**Task item:** Identify each line in the records below that contains the word "from", and copy it.

═══ Exercise data

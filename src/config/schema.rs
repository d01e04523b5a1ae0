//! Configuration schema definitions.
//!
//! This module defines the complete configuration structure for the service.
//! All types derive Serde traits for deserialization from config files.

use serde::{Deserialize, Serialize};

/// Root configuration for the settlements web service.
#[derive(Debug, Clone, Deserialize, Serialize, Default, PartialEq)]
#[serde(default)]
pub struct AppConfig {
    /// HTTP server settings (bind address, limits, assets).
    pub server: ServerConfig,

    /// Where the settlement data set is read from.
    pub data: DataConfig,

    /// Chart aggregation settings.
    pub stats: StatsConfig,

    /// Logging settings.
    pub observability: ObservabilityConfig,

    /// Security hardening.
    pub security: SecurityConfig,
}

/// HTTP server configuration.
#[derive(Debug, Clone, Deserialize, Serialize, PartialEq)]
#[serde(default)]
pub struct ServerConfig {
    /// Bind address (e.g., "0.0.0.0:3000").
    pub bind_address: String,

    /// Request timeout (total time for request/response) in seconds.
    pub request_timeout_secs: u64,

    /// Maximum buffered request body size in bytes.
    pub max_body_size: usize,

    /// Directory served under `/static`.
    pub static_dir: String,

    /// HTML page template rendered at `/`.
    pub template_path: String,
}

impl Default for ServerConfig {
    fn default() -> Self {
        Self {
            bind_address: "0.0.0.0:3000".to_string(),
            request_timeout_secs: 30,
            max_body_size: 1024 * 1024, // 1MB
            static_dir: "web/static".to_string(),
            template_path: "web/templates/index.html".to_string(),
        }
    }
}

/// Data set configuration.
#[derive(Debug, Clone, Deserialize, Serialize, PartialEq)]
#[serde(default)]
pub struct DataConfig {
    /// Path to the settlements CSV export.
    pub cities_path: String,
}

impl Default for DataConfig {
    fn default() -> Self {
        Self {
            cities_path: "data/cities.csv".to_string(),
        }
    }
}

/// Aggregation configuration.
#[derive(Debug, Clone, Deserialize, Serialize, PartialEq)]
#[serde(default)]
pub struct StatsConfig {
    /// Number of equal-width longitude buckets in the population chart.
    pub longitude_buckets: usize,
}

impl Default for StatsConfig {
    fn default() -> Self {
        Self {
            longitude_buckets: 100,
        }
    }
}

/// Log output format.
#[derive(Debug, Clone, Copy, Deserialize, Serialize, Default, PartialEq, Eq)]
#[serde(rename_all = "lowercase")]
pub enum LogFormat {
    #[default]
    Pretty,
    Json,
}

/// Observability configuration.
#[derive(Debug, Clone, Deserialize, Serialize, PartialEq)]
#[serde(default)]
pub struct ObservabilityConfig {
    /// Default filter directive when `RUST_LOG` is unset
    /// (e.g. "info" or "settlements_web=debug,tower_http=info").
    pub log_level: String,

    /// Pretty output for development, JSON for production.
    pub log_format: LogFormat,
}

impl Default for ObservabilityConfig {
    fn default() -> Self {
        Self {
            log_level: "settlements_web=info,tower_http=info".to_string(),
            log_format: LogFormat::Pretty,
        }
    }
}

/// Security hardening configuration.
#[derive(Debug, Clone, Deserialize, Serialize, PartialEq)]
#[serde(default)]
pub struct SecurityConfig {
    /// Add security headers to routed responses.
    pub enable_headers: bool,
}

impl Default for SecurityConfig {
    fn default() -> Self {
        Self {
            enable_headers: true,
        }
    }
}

══════
═══ Exercise data

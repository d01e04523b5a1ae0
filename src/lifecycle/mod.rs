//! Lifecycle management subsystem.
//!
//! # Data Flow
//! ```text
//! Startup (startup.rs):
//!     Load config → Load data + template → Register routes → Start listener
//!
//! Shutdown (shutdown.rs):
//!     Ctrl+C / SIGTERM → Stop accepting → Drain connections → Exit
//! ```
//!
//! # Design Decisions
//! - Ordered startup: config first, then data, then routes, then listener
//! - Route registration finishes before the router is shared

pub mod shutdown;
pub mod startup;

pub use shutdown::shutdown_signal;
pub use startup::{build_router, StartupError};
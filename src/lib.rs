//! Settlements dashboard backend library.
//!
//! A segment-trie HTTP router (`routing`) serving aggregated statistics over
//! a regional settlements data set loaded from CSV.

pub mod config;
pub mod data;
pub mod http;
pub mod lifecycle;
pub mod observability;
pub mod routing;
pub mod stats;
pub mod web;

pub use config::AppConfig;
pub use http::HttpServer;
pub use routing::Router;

══════

**Exercise answer:**
//! All types derive Serde traits for deserialization from config files.
    /// Where the settlement data set is read from.
//! a regional settlements data set loaded from CSV.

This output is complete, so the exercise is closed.